Let define our terms here. We’re not suggesting that the brand become the consumer’s friend. But, if consumers feels a degree of affinity toward the brand, all things being equal, they will choose it over the competition. This affinity, created over time when value beyond the functional benefits of the product has been created, is the result of the equity that has been created. The value can be practical, it can be emotional, and it can be both, but using relationship marketing to create this additional value is key to creating equity, which is key to creating a brand from a product with a name.

Hip Shots

  1. Focus on Best Customers. There are typically the small percentage of your customers who contribute the majority of your volume and profit. They’re also the consumers who generate the majority of category volume. Understand who the heavy users are and what they need. It’s not what most need.
  2. It’s a commercial relationship. It is easy and often useful to associate the principles of personal relationships to relationship marketing. There is a key flaw in this thinking. There is a significant difference between personal relationships, the relationships you have with friends and families, and commercial relationships. Success can be found in understanding the differences.
  3. Build the relationship. Relationships don’t just happen, you have to work at them. Actively pursue the creation of equity. This is the heart of branding and it’s often misunderstood and its importance underestimated. There are a lot of products with names out there masquerading as brands.
  4. Relationships are dynamic. Relationships goes through stages. This is obvious from your life experiences. Commercial relationships also go through stages and each requires a different emphasis on contact frequency and content.
  5. Maintain the relationship. Once the relationship has been established maintaining it becomes vital.
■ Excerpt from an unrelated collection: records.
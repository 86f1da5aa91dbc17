//! Service Bus subscription rule resource

use async_trait::async_trait;
use std::collections::HashMap;
use tfplug::context::Context;
use tfplug::plan_modifier::{RequiresReplace, UseStateForUnknown};
use tfplug::resource::{
    ConfigureResourceRequest, ConfigureResourceResponse, CreateResourceRequest,
    CreateResourceResponse, DeleteResourceRequest, DeleteResourceResponse,
    ImportResourceStateRequest, ImportResourceStateResponse, ReadResourceRequest,
    ReadResourceResponse, Resource, ResourceSchemaRequest, ResourceSchemaResponse,
    ResourceWithConfigure, ResourceWithImportState, UpdateResourceRequest, UpdateResourceResponse,
    ValidateResourceConfigRequest, ValidateResourceConfigResponse,
};
use tfplug::schema::{AttributeBuilder, AttributeType, NestedBlockBuilder, SchemaBuilder};
use tfplug::types::{Diagnostic, Dynamic, DynamicValue};
use tfplug::validator::StringOneOfValidator;
use tracing::info;

use crate::api::servicebus::{CorrelationFilter, Rule, RuleProperties, SqlExpression};
use crate::api::{ApiError, Client};
use crate::parse::{ResourceId, SubscriptionId, SubscriptionRuleId};
use crate::resources::common::{
    api_diagnostic, attr, block_fields, config_id, create_failed, ensure_absent, import_by_id,
    not_configured, read_failed, read_response, required_string, state_id, store_provider_data,
    update_failed, StateWriter, WriteMode,
};
use crate::validate::attribute;
use crate::AzureRmProviderData;

const TYPE_NAME: &str = "azurerm_servicebus_subscription_rule";

const SQL_FILTER: &str = "SqlFilter";
const CORRELATION_FILTER: &str = "CorrelationFilter";

/// String fields of the `correlation_filter` block
const CORRELATION_FIELDS: [&str; 8] = [
    "correlation_id",
    "message_id",
    "to",
    "reply_to",
    "label",
    "session_id",
    "reply_to_session_id",
    "content_type",
];

#[derive(Default)]
pub struct ServiceBusSubscriptionRuleResource {
    provider_data: Option<AzureRmProviderData>,
}

impl ServiceBusSubscriptionRuleResource {
    pub fn new() -> Self {
        Self::default()
    }
}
It isn’t hard but does require active involvement. One of the five relationship marketing principles is “Good customers expect to be rewarded.” Note, it’s “rewarded,” not bribed.

When relationship marketing is used to create value, either through additional information and/or services, or through exclusive access, or with highly relevant sales offers, relationship equity is the result. With relationship equity you can maintain a profitable brand for a long time. Share your experiences in the comments. How have you created relationship equity for your brand?